* WHAT NEEDS TO BE DONE: Your answer should be one number: how many lines below hold the word "that".

* EXCERPTED DATA:
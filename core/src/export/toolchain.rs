//! The external tools an export drives: an encoder that accepts raw frames
//! and a muxer that joins video and audio.

use std::path::{Path, PathBuf};
use std::sync::atomic::AtomicBool;
use std::time::Duration;

use crate::config::RecordingSettings;
use crate::gpu::RowOrder;
use crate::video::command::build_mux_command;
use crate::video::{
    build_encode_command, check_ffmpeg_available, run_bounded, EncodeSettings, EncoderError,
    EncoderProcess, EncoderSelector, FfmpegProbe,
};

use super::ExportError;

/// How long a single frame may wait for room in the encoder pipe.
pub const DEFAULT_WRITE_TIMEOUT: Duration = Duration::from_secs(5);

/// Upper bound on a mux run.
pub const MUX_TIMEOUT: Duration = Duration::from_secs(600);

/// Accepts tightly packed top-down RGBA8 frames, one per call.
pub trait FrameWriter: Send {
    fn write_frame(&mut self, pixels: &[u8]) -> Result<(), ExportError>;

    /// Flush and wait until the output file is complete.
    fn finish(self: Box<Self>) -> Result<(), ExportError>;

    /// Abandon the output.
    fn cancel(self: Box<Self>);
}

/// Starts encoders and muxes their output.
pub trait Toolchain: Send {
    /// Start encoding `width`x`height` frames to `output`.
    fn start_encoder(
        &mut self,
        settings: &RecordingSettings,
        width: u32,
        height: u32,
        output: &Path,
    ) -> Result<Box<dyn FrameWriter>, ExportError>;

    /// Copy the video stream and re-encode `audio` into `output`. Stops early
    /// when `cancel` is set.
    fn mux(
        &mut self,
        video: &Path,
        audio: &Path,
        output: &Path,
        cancel: &AtomicBool,
    ) -> Result<(), ExportError>;
}

impl<T: Toolchain + ?Sized> Toolchain for Box<T> {
    fn start_encoder(
        &mut self,
        settings: &RecordingSettings,
        width: u32,
        height: u32,
        output: &Path,
    ) -> Result<Box<dyn FrameWriter>, ExportError> {
        (**self).start_encoder(settings, width, height, output)
    }

    fn mux(
        &mut self,
        video: &Path,
        audio: &Path,
        output: &Path,
        cancel: &AtomicBool,
    ) -> Result<(), ExportError> {
        (**self).mux(video, audio, output, cancel)
    }
}

/// [`FrameWriter`] over a running [`EncoderProcess`].
pub struct EncoderWriter {
    process: EncoderProcess,
    timeout: Duration,
}

impl EncoderWriter {
    pub fn new(process: EncoderProcess, timeout: Duration) -> Self {
        Self { process, timeout }
    }
}

impl FrameWriter for EncoderWriter {
    fn write_frame(&mut self, pixels: &[u8]) -> Result<(), ExportError> {
        self.process
            .write_frame(pixels, self.timeout)
            .map_err(ExportError::from)
    }

    fn finish(self: Box<Self>) -> Result<(), ExportError> {
        self.process.close().map_err(ExportError::from)
    }

    fn cancel(self: Box<Self>) {
        self.process.cancel();
    }
}

/// Toolchain backed by an ffmpeg executable.
pub struct FfmpegToolchain {
    ffmpeg: PathBuf,
    selector: EncoderSelector<FfmpegProbe>,
    write_timeout: Duration,
}

impl FfmpegToolchain {
    /// Fails with a configuration error when `ffmpeg` cannot be run.
    pub fn new(ffmpeg: impl Into<PathBuf>) -> Result<Self, ExportError> {
        let ffmpeg = ffmpeg.into();
        if !check_ffmpeg_available(&ffmpeg) {
            return Err(ExportError::Configuration(format!(
                "ffmpeg not found at {}",
                ffmpeg.display()
            )));
        }
        Ok(Self {
            selector: EncoderSelector::for_ffmpeg(ffmpeg.clone()),
            ffmpeg,
            write_timeout: DEFAULT_WRITE_TIMEOUT,
        })
    }

    pub fn with_write_timeout(mut self, timeout: Duration) -> Self {
        self.write_timeout = timeout;
        self
    }

    pub fn selector(&self) -> &EncoderSelector<FfmpegProbe> {
        &self.selector
    }
}

impl Toolchain for FfmpegToolchain {
    fn start_encoder(
        &mut self,
        settings: &RecordingSettings,
        width: u32,
        height: u32,
        output: &Path,
    ) -> Result<Box<dyn FrameWriter>, ExportError> {
        let encoder = self.selector.best_encoder_for_codec(settings.codec);
        let encode = EncodeSettings {
            codec: settings.codec,
            encoder,
            crf: settings.crf(),
            width,
            height,
            frame_rate: settings.frame_rate,
            preset: settings.preset()?,
            row_order: RowOrder::TopDown,
            bitrate: settings.bitrate,
            hardware_quality: settings.quality_target(),
            output: output.to_path_buf(),
        };
        let command = build_encode_command(&self.ffmpeg, &encode);
        log::debug!("Encode command: {command}");
        let process = EncoderProcess::start(&command)?;
        Ok(Box::new(EncoderWriter::new(process, self.write_timeout)))
    }

    fn mux(
        &mut self,
        video: &Path,
        audio: &Path,
        output: &Path,
        cancel: &AtomicBool,
    ) -> Result<(), ExportError> {
        let command = build_mux_command(&self.ffmpeg, video, audio, output);
        log::debug!("Mux command: {command}");
        let result = run_bounded(&command, MUX_TIMEOUT, Some(cancel)).map_err(|e| match e {
            EncoderError::Cancelled => ExportError::Cancelled,
            other => ExportError::Mux(other.to_string()),
        })?;
        if !result.status.success() {
            return Err(ExportError::Mux(format!(
                "ffmpeg exited with {}: {}",
                result.status,
                result.stderr.trim()
            )));
        }
        Ok(())
    }
}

* ANSWER SECTION: 2